We get hints, mostly in the form of references to Christopher’s new girlfriend, that Morello’s wedding obsession is perhaps more fantastical than she lets on. But when we see her backstory, those hints crystallize into a 14-carat epiphany: Morello’s not just lovesick. She’s an unhealthily obsessed stalker with violent tendencies living in a world of delusions. And none of her fellow inmates have a clue.

This behavior makes sense in the context of her home life, which is full of responsibilities she’s unequipped—or perhaps unwilling—to handle. Her mother is ill and requires constant care. The men of the house sit around watching sports while Morello’s sister folds laundry, her baby playing with a box of cigarettes. She escapes the incessant noise by going to see Twilight in the middle of the day and buying designer clothes through a mail scam, requesting refunds when the clothes mysteriously fail (so she claims) to be delivered. Her bedroom is a collage-filled, teenaged refuge. In fact, all her escapes suggest that her mind is stuck in adolescence.

When her sister asks Morello to answer their mother’s ringing bell, she responds, “What am I, Cinderella?” But within the fairytale narrative she imposes on the world, that’s exactly who she is. And when she crashes into Christopher at the post office, she’s certain that this is her Notting Hillstyle rendezvous with Prince Charming. When happily-ever-after doesn’t ensue, she stalks him, crashes his romantic getaway with another woman, threatens his life, and attaches a homemade bomb to the underside of his new fiancé’s car.

Morello’s delusions constitute a major mental-health problem that requires psychological help—help she’s not likely to get in prison. She fits the description of “the intimacy seeker,” one of five subtypes of stalkers proposed by the forensic psychiatrist Paul Mullen: “The intimacy seeker identifies a person, often a complete stranger, as their true love and begins to behave as if they are in a relationship with that person. Many intimacy seeking stalkers carry the delusion that their love is reciprocated.”

But, in a somewhat twisted way, Morello is better equipped than many of her peers to deal with the harsh realities of prison. The delusional tendencies that landed her there also help her float through days at Litchfield seeming content, almost joyful. The wedding, however fabricated, is her beacon of light. And though refusing to face reality isn’t a healthy life strategy in the long run, as a coping mechanism, it may not be the worst way to get through 34 months in prison.

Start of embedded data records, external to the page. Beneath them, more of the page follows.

/**
 * Store Errors
 */

use thiserror::Error;

use crate::shared::SharedError;

/// Errors raised by the document store and its query translation
#[derive(Debug, Error)]
pub enum StoreError {
    /// A client query key that the caller did not allow-list
    #[error("Query validation issue: `{0}` is not an allowed query key")]
    QueryNotAllowed(String),

    /// A malformed query value (bad operator, page, limit or sort)
    #[error("Invalid query: {0}")]
    InvalidQuery(String),

    /// A write violating a unique field
    #[error("Duplicate key: a document with this `{field}` already exists")]
    Duplicate { field: String },

    /// A collection name with no registered schema
    #[error("Unknown collection: {0}")]
    UnknownCollection(String),

    /// Schema validation failure
    #[error(transparent)]
    Validation(#[from] SharedError),

    #[error("Database error: {0}")]
    Database(#[from] sqlx::Error),

    #[error("Migration error: {0}")]
    Migration(#[from] sqlx::migrate::MigrateError),

    #[error("Corrupt document: {0}")]
    Serialization(#[from] serde_json::Error),
}
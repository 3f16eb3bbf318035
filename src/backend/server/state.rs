/**
 * Application State
 *
 * `AppState` is the single state type behind every router. It is cheap to
 * clone: each field is a shared handle.
 *
 * # State Extraction
 *
 * The `FromRef` implementations let handlers and middleware extract just the
 * part they need, e.g. `State(socket): State<SocketServer>`.
 */

use std::sync::Arc;

use axum::extract::FromRef;

use crate::backend::cache::DriverCache;
use crate::backend::error::BackendError;
use crate::backend::mailer::Mailer;
use crate::backend::middleware::GlobalRateLimiter;
use crate::backend::search::SearchCtrl;
use crate::backend::services::user::USERS;
use crate::backend::socket::SocketServer;
use crate::backend::store::{Collection, Store};
use crate::shared::Settings;

#[derive(Clone)]
pub struct AppState {
    pub settings: Arc<Settings>,

    /// Document store with the registered collection schemas
    pub store: Store,

    /// Full-text indexes, persisted on shutdown
    pub search: Arc<SearchCtrl>,

    pub socket: SocketServer,

    /// `None` when no SMTP relay is configured
    pub mailer: Option<Mailer>,

    pub drivers: Arc<DriverCache>,

    /// `None` when rate limiting is disabled
    pub rate_limiter: Option<Arc<GlobalRateLimiter>>,
}

impl AppState {
    /// The `users` collection
    pub fn users(&self) -> Result<Collection, BackendError> {
        Ok(self.store.collection(USERS)?)
    }
}

impl FromRef<AppState> for Arc<Settings> {
    fn from_ref(app_state: &AppState) -> Self {
        app_state.settings.clone()
    }
}

impl FromRef<AppState> for Store {
    fn from_ref(app_state: &AppState) -> Self {
        app_state.store.clone()
    }
}

impl FromRef<AppState> for Arc<SearchCtrl> {
    fn from_ref(app_state: &AppState) -> Self {
        app_state.search.clone()
    }
}

impl FromRef<AppState> for SocketServer {
    fn from_ref(app_state: &AppState) -> Self {
        app_state.socket.clone()
    }
}

impl FromRef<AppState> for Option<Arc<GlobalRateLimiter>> {
    fn from_ref(app_state: &AppState) -> Self {
        app_state.rate_limiter.clone()
    }
}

In Season 2, though, the real world begins to infiltrate the prison walls and the fantasy begins to crack. After she steals the prison van (undetected!) and goes to Christopher’s house, he comes to Litchfield to admonish her. “Clearly your time in prison has done nothing to bring you back into reality, you psycho,” he shouts. How could it, we might ask? And it’s unclear whether she’ll make any headway in facing reality any time soon. After Christopher’s devastating visit, she cries to Nichols, “I’m crazy. I’m a crazy person. There is something really wrong with me.” But then she shifts the responsibility to Christopher: “He’s so mean. I mean he’s really mean. He’s not the man that I thought he was.” She’s replacing one fantasy with another, equating Christopher’s justified rage with a character flaw. But at least this fantasy might help her move on with her life.

Morello fears no one will ever love her, but Nichols assures her that she does—presumably as a friend, now, not a lover. Perhaps allowing herself to feel that love will help fill the void she’s been filling with Christopher—or the idea of him, anyway. Stone has been promoted to a series regular for the third season, so I’ll wait, with fingers crossed, to find out then.